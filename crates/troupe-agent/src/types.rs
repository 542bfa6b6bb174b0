//! Type definitions for LLM interactions

use serde::{Deserialize, Serialize};
use serde_json::{Map, Value};

/// Token usage information
#[derive(Debug, Clone, Copy, Default, PartialEq, Eq, Serialize, Deserialize)]
pub struct Usage {
    pub input_tokens: u64,
    pub output_tokens: u64,
}

impl Usage {
    pub fn total(&self) -> u64 {
        self.input_tokens + self.output_tokens
    }
}

/// Conversation role
#[derive(Debug, Clone, Copy, PartialEq, Eq, Serialize, Deserialize)]
#[serde(rename_all = "lowercase")]
pub enum Role {
    User,
    Assistant,
}

/// One message in a completion request
#[derive(Debug, Clone, PartialEq, Eq, Serialize, Deserialize)]
pub struct ChatMessage {
    pub role: Role,
    pub content: String,
}

impl ChatMessage {
    pub fn user(content: impl Into<String>) -> Self {
        Self {
            role: Role::User,
            content: content.into(),
        }
    }

    pub fn assistant(content: impl Into<String>) -> Self {
        Self {
            role: Role::Assistant,
            content: content.into(),
        }
    }
}

/// Tool advertised to the model
#[derive(Debug, Clone, PartialEq, Serialize, Deserialize)]
pub struct ToolSpec {
    pub name: String,
    pub description: String,
    pub input_schema: Value,
}

impl ToolSpec {
    pub fn new(name: impl Into<String>, description: impl Into<String>, input_schema: Value) -> Self {
        Self {
            name: name.into(),
            description: description.into(),
            input_schema,
        }
    }
}

/// Tool invocation returned by the model
#[derive(Debug, Clone, PartialEq, Serialize, Deserialize)]
pub struct ToolCall {
    pub id: String,
    pub name: String,
    #[serde(default)]
    pub input: Map<String, Value>,
}

impl ToolCall {
    pub fn new(name: impl Into<String>, input: Map<String, Value>) -> Self {
        let name = name.into();
        Self {
            id: format!("call-{}", name),
            name,
            input,
        }
    }

    /// String argument, empty when missing
    pub fn arg(&self, key: &str) -> &str {
        self.input.get(key).and_then(Value::as_str).unwrap_or_default()
    }
}

/// Provider-neutral completion request
#[derive(Debug, Clone, PartialEq, Serialize, Deserialize)]
pub struct CompletionRequest {
    pub model: String,
    #[serde(default, skip_serializing_if = "Option::is_none")]
    pub system: Option<String>,
    pub messages: Vec<ChatMessage>,
    #[serde(default)]
    pub tools: Vec<ToolSpec>,
    pub max_tokens: u64,
}

impl CompletionRequest {
    pub fn new(model: impl Into<String>, prompt: impl Into<String>) -> Self {
        Self {
            model: model.into(),
            system: None,
            messages: vec![ChatMessage::user(prompt)],
            tools: Vec::new(),
            max_tokens: 4096,
        }
    }

    pub fn with_system(mut self, system: impl Into<String>) -> Self {
        self.system = Some(system.into());
        self
    }

    pub fn with_tools(mut self, tools: Vec<ToolSpec>) -> Self {
        self.tools = tools;
        self
    }

    pub fn with_max_tokens(mut self, max_tokens: u64) -> Self {
        self.max_tokens = max_tokens;
        self
    }

    /// Rough token estimate used to reserve rate-limit headroom
    ///
    /// Four characters per token for the prompt plus the full output allowance.
    pub fn estimated_tokens(&self) -> u64 {
        let chars: usize = self.messages.iter().map(|m| m.content.len()).sum::<usize>()
            + self.system.as_ref().map_or(0, String::len);
        (chars as u64).div_ceil(4) + self.max_tokens
    }
}

/// Provider-neutral completion response
#[derive(Debug, Clone, Default, PartialEq, Serialize, Deserialize)]
pub struct CompletionResponse {
    pub text: String,
    #[serde(default)]
    pub tool_calls: Vec<ToolCall>,
    #[serde(default)]
    pub usage: Usage,
}

impl CompletionResponse {
    pub fn text(text: impl Into<String>) -> Self {
        Self {
            text: text.into(),
            ..Self::default()
        }
    }

    pub fn with_tool_call(mut self, call: ToolCall) -> Self {
        self.tool_calls.push(call);
        self
    }

    pub fn with_usage(mut self, usage: Usage) -> Self {
        self.usage = usage;
        self
    }
}

/// Anthropic API request format
#[derive(Debug, Clone, Serialize)]
pub(crate) struct AnthropicRequest<'a> {
    pub model: &'a str,
    pub max_tokens: u64,
    #[serde(skip_serializing_if = "Option::is_none")]
    pub system: Option<&'a str>,
    pub messages: &'a [ChatMessage],
    #[serde(skip_serializing_if = "Option::is_none")]
    pub tools: Option<&'a [ToolSpec]>,
}

/// Anthropic API response format
#[derive(Debug, Clone, Deserialize)]
pub(crate) struct AnthropicResponse {
    pub content: Vec<AnthropicContent>,
    #[serde(default)]
    pub usage: Usage,
}

/// Content block in Anthropic response
#[derive(Debug, Clone, Deserialize)]
#[serde(tag = "type", rename_all = "snake_case")]
pub(crate) enum AnthropicContent {
    Text {
        text: String,
    },
    ToolUse {
        id: String,
        name: String,
        #[serde(default)]
        input: Map<String, Value>,
    },
    #[serde(other)]
    Unknown,
}

impl From<AnthropicResponse> for CompletionResponse {
    fn from(response: AnthropicResponse) -> Self {
        let mut text = String::new();
        let mut tool_calls = Vec::new();
        for block in response.content {
            match block {
                AnthropicContent::Text { text: t } => text.push_str(&t),
                AnthropicContent::ToolUse { id, name, input } => {
                    tool_calls.push(ToolCall { id, name, input })
                }
                AnthropicContent::Unknown => {}
            }
        }
        Self {
            text,
            tool_calls,
            usage: response.usage,
        }
    }
}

# Task goal
Copy out every line of the data that includes "ToolCall".

# Written solution
pub struct ToolCall {
impl ToolCall {
    pub tool_calls: Vec<ToolCall>,
    pub fn with_tool_call(mut self, call: ToolCall) -> Self {
                    tool_calls.push(ToolCall { id, name, input })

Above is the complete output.